Copy out each line of the data that contains "usize".

--- Saved entries ---
════
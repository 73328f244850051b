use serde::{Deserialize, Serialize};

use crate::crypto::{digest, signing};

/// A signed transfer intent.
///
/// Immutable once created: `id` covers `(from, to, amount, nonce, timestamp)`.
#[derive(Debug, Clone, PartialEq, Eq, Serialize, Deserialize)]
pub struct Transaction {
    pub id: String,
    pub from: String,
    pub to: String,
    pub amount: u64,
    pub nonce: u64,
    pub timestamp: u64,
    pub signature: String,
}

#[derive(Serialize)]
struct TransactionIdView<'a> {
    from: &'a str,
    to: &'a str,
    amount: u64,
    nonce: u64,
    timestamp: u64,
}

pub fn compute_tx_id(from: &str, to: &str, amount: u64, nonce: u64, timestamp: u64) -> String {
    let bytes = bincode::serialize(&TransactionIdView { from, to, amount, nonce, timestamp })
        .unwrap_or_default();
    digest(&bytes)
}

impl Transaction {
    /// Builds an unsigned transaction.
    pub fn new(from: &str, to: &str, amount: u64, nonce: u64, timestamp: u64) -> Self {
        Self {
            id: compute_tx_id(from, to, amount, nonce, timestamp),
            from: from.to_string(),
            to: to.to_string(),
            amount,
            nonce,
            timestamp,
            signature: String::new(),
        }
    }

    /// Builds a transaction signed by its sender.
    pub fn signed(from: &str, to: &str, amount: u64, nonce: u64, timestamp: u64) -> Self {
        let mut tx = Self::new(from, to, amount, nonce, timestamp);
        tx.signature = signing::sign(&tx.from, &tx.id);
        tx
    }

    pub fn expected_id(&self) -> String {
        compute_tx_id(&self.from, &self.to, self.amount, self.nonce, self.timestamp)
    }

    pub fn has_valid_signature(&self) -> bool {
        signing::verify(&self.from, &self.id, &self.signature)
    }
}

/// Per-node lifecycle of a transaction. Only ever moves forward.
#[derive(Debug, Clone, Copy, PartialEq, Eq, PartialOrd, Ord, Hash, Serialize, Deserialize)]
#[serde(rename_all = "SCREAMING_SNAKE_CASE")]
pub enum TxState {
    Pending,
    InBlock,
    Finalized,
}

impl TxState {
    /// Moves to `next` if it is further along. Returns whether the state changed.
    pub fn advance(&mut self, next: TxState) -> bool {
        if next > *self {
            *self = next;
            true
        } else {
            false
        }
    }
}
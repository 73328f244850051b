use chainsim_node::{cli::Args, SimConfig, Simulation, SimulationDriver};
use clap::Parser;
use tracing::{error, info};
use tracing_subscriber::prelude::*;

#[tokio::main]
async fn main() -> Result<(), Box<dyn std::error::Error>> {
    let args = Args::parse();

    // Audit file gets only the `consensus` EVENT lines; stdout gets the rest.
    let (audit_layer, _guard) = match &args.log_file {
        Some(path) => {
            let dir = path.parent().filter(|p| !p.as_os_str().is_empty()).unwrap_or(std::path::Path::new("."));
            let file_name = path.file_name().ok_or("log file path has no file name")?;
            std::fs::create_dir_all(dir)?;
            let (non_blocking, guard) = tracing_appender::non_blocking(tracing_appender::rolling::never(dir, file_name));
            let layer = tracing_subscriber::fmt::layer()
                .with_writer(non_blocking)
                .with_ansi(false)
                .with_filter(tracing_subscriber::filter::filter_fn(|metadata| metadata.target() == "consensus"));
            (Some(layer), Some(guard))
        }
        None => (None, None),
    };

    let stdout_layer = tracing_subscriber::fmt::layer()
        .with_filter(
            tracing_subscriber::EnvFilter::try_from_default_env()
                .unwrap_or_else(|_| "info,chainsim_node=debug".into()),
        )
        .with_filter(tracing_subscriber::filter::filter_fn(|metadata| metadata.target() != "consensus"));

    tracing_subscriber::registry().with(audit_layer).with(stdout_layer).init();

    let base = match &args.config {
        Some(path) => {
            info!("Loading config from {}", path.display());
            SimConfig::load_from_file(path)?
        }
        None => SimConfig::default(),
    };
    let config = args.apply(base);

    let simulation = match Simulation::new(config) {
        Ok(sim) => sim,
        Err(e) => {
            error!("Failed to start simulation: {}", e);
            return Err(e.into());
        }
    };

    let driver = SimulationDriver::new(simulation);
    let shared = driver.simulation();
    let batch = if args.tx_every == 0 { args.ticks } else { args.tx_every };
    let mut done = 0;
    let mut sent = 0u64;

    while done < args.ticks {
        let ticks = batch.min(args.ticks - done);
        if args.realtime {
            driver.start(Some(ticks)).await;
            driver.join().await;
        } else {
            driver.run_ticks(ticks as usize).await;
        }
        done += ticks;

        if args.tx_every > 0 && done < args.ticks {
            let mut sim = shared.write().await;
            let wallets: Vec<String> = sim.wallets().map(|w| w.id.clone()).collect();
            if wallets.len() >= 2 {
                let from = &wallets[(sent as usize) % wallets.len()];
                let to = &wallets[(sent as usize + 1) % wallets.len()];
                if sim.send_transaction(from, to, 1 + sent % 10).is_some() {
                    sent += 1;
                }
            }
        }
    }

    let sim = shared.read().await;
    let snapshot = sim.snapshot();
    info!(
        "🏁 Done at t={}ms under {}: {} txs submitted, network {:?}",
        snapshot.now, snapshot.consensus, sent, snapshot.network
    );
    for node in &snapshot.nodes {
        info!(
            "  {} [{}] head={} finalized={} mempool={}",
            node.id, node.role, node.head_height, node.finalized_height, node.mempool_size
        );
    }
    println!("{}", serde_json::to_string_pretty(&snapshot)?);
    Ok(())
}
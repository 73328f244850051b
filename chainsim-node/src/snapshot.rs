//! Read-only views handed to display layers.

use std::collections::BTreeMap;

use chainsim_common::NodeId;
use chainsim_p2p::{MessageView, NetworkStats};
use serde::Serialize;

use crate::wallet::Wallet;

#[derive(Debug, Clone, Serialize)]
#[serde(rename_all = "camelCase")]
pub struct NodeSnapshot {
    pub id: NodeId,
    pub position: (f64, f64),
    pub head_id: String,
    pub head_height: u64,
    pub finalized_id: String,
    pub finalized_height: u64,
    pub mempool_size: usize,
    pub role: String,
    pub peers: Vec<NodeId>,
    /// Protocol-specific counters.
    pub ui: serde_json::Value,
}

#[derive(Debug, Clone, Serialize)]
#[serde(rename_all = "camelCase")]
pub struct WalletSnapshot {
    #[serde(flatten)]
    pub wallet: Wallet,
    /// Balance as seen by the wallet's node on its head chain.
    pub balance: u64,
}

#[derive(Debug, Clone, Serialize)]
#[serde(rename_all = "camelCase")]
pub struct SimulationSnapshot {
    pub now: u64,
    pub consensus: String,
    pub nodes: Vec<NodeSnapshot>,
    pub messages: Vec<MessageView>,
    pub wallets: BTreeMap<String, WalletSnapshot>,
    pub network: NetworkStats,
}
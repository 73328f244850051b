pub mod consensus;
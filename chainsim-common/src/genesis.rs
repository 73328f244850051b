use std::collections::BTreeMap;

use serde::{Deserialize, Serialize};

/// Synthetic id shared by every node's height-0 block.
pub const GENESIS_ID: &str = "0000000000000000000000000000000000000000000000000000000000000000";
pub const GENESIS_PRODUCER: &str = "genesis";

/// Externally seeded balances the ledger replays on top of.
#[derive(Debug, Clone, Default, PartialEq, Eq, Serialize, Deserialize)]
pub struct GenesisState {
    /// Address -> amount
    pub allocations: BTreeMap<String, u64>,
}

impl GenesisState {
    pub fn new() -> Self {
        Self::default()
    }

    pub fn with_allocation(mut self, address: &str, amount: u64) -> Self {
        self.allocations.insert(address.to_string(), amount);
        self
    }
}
════
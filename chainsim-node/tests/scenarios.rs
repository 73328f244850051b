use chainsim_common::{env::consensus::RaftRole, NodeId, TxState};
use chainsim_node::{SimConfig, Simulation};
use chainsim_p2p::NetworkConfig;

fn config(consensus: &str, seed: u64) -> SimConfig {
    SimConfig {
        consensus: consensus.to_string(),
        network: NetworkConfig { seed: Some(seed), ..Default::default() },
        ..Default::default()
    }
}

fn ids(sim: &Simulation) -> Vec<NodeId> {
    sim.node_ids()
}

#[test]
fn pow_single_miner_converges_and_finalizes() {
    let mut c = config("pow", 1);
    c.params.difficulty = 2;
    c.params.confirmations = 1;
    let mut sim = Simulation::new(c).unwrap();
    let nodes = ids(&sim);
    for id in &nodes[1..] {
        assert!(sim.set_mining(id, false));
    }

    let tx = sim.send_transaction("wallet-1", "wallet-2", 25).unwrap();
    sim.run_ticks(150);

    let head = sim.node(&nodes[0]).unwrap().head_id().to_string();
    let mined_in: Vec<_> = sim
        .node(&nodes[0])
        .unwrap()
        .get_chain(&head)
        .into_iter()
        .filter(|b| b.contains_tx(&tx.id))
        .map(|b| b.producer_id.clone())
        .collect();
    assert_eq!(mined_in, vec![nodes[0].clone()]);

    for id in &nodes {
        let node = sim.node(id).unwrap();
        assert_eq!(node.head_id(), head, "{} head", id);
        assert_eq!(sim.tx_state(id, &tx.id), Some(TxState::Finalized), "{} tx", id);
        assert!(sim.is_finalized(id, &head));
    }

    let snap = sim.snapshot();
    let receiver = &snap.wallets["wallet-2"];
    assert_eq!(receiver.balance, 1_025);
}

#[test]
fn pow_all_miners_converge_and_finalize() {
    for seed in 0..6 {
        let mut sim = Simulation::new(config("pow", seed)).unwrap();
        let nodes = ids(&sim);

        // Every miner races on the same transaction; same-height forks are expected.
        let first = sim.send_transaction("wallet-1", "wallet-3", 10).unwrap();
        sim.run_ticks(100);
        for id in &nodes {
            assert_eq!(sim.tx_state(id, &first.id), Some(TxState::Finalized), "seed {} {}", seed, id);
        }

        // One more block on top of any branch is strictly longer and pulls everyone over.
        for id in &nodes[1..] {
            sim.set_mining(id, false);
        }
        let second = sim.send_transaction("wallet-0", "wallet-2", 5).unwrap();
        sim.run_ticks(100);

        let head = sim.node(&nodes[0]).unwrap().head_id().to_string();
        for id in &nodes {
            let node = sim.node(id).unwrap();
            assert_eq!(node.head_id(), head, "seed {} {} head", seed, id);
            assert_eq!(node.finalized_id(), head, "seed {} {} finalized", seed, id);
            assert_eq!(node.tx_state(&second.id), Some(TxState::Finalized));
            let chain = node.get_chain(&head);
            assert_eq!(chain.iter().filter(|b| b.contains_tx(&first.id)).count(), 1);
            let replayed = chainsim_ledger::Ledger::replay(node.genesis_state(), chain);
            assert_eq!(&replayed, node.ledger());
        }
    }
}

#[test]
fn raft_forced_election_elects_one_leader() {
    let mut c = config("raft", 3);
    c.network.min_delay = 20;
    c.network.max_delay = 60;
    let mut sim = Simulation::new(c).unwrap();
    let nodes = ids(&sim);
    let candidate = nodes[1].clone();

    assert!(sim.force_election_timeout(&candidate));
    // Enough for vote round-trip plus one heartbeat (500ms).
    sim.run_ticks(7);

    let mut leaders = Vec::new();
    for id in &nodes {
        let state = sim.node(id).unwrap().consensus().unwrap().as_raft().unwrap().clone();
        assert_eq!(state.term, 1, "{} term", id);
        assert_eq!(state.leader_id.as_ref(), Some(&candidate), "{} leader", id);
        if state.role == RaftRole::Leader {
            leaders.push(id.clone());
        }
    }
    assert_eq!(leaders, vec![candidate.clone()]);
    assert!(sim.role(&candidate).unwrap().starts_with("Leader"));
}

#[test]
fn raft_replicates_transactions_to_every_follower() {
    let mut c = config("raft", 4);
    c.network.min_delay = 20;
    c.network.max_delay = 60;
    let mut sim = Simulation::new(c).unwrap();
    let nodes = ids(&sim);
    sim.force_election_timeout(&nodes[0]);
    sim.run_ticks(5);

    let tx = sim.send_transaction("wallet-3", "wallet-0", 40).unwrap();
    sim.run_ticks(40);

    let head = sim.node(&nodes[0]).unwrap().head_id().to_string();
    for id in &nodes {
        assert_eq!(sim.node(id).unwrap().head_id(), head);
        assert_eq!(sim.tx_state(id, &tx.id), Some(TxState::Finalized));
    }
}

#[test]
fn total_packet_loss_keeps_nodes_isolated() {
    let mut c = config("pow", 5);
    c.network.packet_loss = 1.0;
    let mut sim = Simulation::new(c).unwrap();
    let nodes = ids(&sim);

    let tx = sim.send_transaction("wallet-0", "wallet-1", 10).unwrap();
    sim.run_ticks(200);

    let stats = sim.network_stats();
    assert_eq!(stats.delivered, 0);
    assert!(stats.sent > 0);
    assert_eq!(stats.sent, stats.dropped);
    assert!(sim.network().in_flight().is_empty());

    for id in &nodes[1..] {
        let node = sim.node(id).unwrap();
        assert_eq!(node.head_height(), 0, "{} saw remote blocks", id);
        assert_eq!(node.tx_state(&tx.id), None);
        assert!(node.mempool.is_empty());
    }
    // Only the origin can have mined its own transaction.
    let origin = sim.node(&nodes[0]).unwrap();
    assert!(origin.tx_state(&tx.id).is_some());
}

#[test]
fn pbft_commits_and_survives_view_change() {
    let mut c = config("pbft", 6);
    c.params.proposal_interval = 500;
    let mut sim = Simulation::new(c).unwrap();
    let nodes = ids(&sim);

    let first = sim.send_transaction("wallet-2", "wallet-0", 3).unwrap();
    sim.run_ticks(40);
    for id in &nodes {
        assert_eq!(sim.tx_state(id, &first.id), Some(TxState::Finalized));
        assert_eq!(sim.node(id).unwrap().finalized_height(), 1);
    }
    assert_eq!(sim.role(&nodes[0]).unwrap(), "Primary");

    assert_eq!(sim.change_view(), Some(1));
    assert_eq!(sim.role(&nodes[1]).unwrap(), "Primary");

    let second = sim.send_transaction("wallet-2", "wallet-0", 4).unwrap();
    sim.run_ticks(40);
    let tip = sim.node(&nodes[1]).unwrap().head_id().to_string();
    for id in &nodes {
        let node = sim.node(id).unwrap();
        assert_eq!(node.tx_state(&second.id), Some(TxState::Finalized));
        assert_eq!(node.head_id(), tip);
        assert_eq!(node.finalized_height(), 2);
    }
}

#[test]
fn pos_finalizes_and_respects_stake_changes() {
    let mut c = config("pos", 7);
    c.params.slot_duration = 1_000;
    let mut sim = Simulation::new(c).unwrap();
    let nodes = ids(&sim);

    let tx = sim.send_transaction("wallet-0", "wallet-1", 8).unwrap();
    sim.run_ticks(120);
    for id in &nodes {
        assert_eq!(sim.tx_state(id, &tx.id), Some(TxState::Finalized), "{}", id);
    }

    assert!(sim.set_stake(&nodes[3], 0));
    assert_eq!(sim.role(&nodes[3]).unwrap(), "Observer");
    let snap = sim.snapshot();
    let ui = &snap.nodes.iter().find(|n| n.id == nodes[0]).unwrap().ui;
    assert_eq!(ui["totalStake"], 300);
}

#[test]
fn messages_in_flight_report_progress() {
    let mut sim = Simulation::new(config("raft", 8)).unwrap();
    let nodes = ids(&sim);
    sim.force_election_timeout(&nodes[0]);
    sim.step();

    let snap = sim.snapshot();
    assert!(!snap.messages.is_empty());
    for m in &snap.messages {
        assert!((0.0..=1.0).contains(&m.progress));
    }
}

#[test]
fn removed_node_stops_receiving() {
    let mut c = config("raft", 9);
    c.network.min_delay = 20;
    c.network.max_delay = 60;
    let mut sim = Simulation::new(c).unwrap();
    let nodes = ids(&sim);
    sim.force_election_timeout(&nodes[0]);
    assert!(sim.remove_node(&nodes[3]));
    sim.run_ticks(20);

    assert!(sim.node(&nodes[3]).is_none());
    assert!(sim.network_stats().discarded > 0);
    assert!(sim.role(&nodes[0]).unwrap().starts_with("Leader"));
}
════
--- Answer area ---
            driver.run_ticks(ticks as usize).await;
                let from = &wallets[(sent as usize) % wallets.len()];
                let to = &wallets[(sent as usize + 1) % wallets.len()];
    pub mempool_size: usize,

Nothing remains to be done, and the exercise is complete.